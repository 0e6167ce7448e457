//! hostdeploy Core Library
//!
//! Domain types shared by the deploy orchestrator and the CLI:
//! - Deployment targets, modes and typed per-target results
//! - Deterministic deploy signatures
//! - Rendering of the tracked pull-request comment
//! - Tracing initialisation and structured lifecycle events

pub mod comment;
pub mod domain;
pub mod obs;
pub mod signature;
pub mod telemetry;

pub use comment::{format_expiry, render_comment, urls_markdown, CommentEntry, TRACKING_TOKEN};
pub use domain::{
    ChannelDeploy, CheckConclusion, CheckDetails, DeployConfig, DeployError, DeployFailure,
    DeployMode, DeploySuccess, DeploymentResult, DeploymentTarget, ProductionDeploy, Result,
    LIVE_CHANNEL,
};
pub use signature::{derive_signature, SIGNATURE_LEN};
pub use telemetry::init_tracing;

^^^^

__Task description__: Examine the records and pull out every line where the string "comment" occurs.

__Written response__:
//! - Rendering of the tracked pull-request comment
pub mod comment;
pub use comment::{format_expiry, render_comment, urls_markdown, CommentEntry, TRACKING_TOKEN};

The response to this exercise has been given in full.